** Work to complete **
Output the entries below so that they read exactly as they do now.

** Supplied records **
■ ■ ■ ■ ■
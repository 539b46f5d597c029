//! Tax Filing Portal - API Server Binary
//!
//! This binary starts the HTTP API server for the tax filing portal.
//!
//! # Usage
//!
//! ```bash
//! # Run with default configuration
//! cargo run --bin taxfiling-api
//!
//! # Run with environment variables
//! API_HOST=0.0.0.0 API_PORT=8080 API_DATABASE_URL=postgres://... cargo run --bin taxfiling-api
//! ```
//!
//! # Environment Variables
//!
//! * `API_HOST` - Server host (default: 0.0.0.0)
//! * `API_PORT` - Server port (default: 8080)
//! * `API_JWT_SECRET` - JWT signing secret (required in production)
//! * `API_JWT_EXPIRATION_SECS` - JWT token expiration in seconds (default: 3600)
//! * `API_DATABASE_URL` - PostgreSQL connection string
//! * `API_STORAGE` - Storage backend: postgres or memory (default: postgres)
//! * `API_LOG_LEVEL` - Log level: trace, debug, info, warn, error (default: info)

use std::net::SocketAddr;
use tokio::net::TcpListener;
use tracing_subscriber::{layer::SubscriberExt, util::SubscriberInitExt, EnvFilter};

use infra_store::{create_pool, DatabaseConfig};
use interface_api::{config::ApiConfig, create_router, Services};

#[tokio::main]
async fn main() -> anyhow::Result<()> {
    // Load .env file if present (useful for local development)
    dotenvy::dotenv().ok();

    let config = load_config();

    init_tracing(&config.log_level);

    tracing::info!(
        host = %config.host,
        port = %config.port,
        storage = %config.storage,
        "Starting Tax Filing Portal API Server"
    );

    let services = build_services(&config).await?;

    let app = create_router(services, config.clone());

    let addr: SocketAddr = config.server_addr().parse()?;

    tracing::info!(%addr, "Server listening");

    let listener = TcpListener::bind(addr).await?;
    axum::serve(listener, app)
        .with_graceful_shutdown(shutdown_signal())
        .await?;

    tracing::info!("Server shutdown complete");
    Ok(())
}

/// Loads API configuration from the environment. Unset variables fall
/// back to the struct defaults; a malformed variable rejects the whole
/// environment and falls back entirely.
fn load_config() -> ApiConfig {
    ApiConfig::from_env().unwrap_or_else(|err| {
        eprintln!("ignoring invalid API_* configuration: {err}");
        ApiConfig::default()
    })
}

/// Wires the domain services against the configured storage backend.
async fn build_services(config: &ApiConfig) -> anyhow::Result<Services> {
    if config.uses_memory_storage() {
        tracing::info!("Using in-memory storage");
        return Ok(Services::in_memory());
    }

    tracing::info!("Connecting to database...");
    let pool = create_pool(DatabaseConfig::new(&config.database_url)).await?;
    tracing::info!("Database connection established");
    Ok(Services::postgres(pool))
}

/// Initializes the tracing subscriber for structured logging.
fn init_tracing(log_level: &str) {
    let filter = EnvFilter::try_from_default_env()
        .or_else(|_| EnvFilter::try_new(log_level))
        .unwrap_or_else(|_| EnvFilter::new("info"));

    tracing_subscriber::registry()
        .with(filter)
        .with(tracing_subscriber::fmt::layer().with_target(true))
        .init();
}

/// Waits for shutdown signal (Ctrl+C or SIGTERM).
///
/// This enables graceful shutdown of the server, allowing in-flight
/// requests to complete before the process exits.
async fn shutdown_signal() {
    let ctrl_c = async {
        tokio::signal::ctrl_c()
            .await
            .expect("Failed to install Ctrl+C handler");
    };

    #[cfg(unix)]
    let terminate = async {
        tokio::signal::unix::signal(tokio::signal::unix::SignalKind::terminate())
            .expect("Failed to install signal handler")
            .recv()
            .await;
    };

    #[cfg(not(unix))]
    let terminate = std::future::pending::<()>();

    tokio::select! {
        _ = ctrl_c => {
            tracing::info!("Received Ctrl+C, initiating graceful shutdown");
        }
        _ = terminate => {
            tracing::info!("Received SIGTERM, initiating graceful shutdown");
        }
    }
}
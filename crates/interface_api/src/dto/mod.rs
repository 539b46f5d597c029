//! Data transfer objects

pub mod bills;
pub mod notify;
pub mod requests;
pub mod returns;
pub mod review;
■ ■ ■ ■ ■
** Expected answer **
repository 539b46f5d597c029
//! Tax Filing Portal - API Server Binary
//!
//! This binary starts the HTTP API server for the tax filing portal.
//!
//! # Usage
//!
//! ```bash
//! # Run with default configuration
//! cargo run --bin taxfiling-api
//!
//! # Run with environment variables
//! API_HOST=0.0.0.0 API_PORT=8080 API_DATABASE_URL=postgres://... cargo run --bin taxfiling-api
//! ```
//!
//! # Environment Variables
//!
//! * `API_HOST` - Server host (default: 0.0.0.0)
//! * `API_PORT` - Server port (default: 8080)
//! * `API_JWT_SECRET` - JWT signing secret (required in production)
//! * `API_JWT_EXPIRATION_SECS` - JWT token expiration in seconds (default: 3600)
//! * `API_DATABASE_URL` - PostgreSQL connection string
//! * `API_STORAGE` - Storage backend: postgres or memory (default: postgres)
//! * `API_LOG_LEVEL` - Log level: trace, debug, info, warn, error (default: info)

use std::net::SocketAddr;
use tokio::net::TcpListener;
use tracing_subscriber::{layer::SubscriberExt, util::SubscriberInitExt, EnvFilter};

use infra_store::{create_pool, DatabaseConfig};
use interface_api::{config::ApiConfig, create_router, Services};

#[tokio::main]
async fn main() -> anyhow::Result<()> {
    // Load .env file if present (useful for local development)
    dotenvy::dotenv().ok();

    let config = load_config();

    init_tracing(&config.log_level);

    tracing::info!(
        host = %config.host,
        port = %config.port,
        storage = %config.storage,
        "Starting Tax Filing Portal API Server"
    );

    let services = build_services(&config).await?;

    let app = create_router(services, config.clone());

    let addr: SocketAddr = config.server_addr().parse()?;

    tracing::info!(%addr, "Server listening");

    let listener = TcpListener::bind(addr).await?;
    axum::serve(listener, app)
        .with_graceful_shutdown(shutdown_signal())
        .await?;

    tracing::info!("Server shutdown complete");
    Ok(())
}

/// Loads API configuration from the environment. Unset variables fall
/// back to the struct defaults; a malformed variable rejects the whole
/// environment and falls back entirely.
fn load_config() -> ApiConfig {
    ApiConfig::from_env().unwrap_or_else(|err| {
        eprintln!("ignoring invalid API_* configuration: {err}");
        ApiConfig::default()
    })
}

/// Wires the domain services against the configured storage backend.
async fn build_services(config: &ApiConfig) -> anyhow::Result<Services> {
    if config.uses_memory_storage() {
        tracing::info!("Using in-memory storage");
        return Ok(Services::in_memory());
    }

    tracing::info!("Connecting to database...");
    let pool = create_pool(DatabaseConfig::new(&config.database_url)).await?;
    tracing::info!("Database connection established");
    Ok(Services::postgres(pool))
}

/// Initializes the tracing subscriber for structured logging.
fn init_tracing(log_level: &str) {
    let filter = EnvFilter::try_from_default_env()
        .or_else(|_| EnvFilter::try_new(log_level))
        .unwrap_or_else(|_| EnvFilter::new("info"));

    tracing_subscriber::registry()
        .with(filter)
        .with(tracing_subscriber::fmt::layer().with_target(true))
        .init();
}

/// Waits for shutdown signal (Ctrl+C or SIGTERM).
///
/// This enables graceful shutdown of the server, allowing in-flight
/// requests to complete before the process exits.
async fn shutdown_signal() {
    let ctrl_c = async {
        tokio::signal::ctrl_c()
            .await
            .expect("Failed to install Ctrl+C handler");
    };

    #[cfg(unix)]
    let terminate = async {
        tokio::signal::unix::signal(tokio::signal::unix::SignalKind::terminate())
            .expect("Failed to install signal handler")
            .recv()
            .await;
    };

    #[cfg(not(unix))]
    let terminate = std::future::pending::<()>();

    tokio::select! {
        _ = ctrl_c => {
            tracing::info!("Received Ctrl+C, initiating graceful shutdown");
        }
        _ = terminate => {
            tracing::info!("Received SIGTERM, initiating graceful shutdown");
        }
    }
}
filename crates/interface_api/src/dto/mod.rs
repository 539b46f5d597c029
//! Data transfer objects

pub mod bills;
pub mod notify;
pub mod requests;
pub mod returns;
pub mod review;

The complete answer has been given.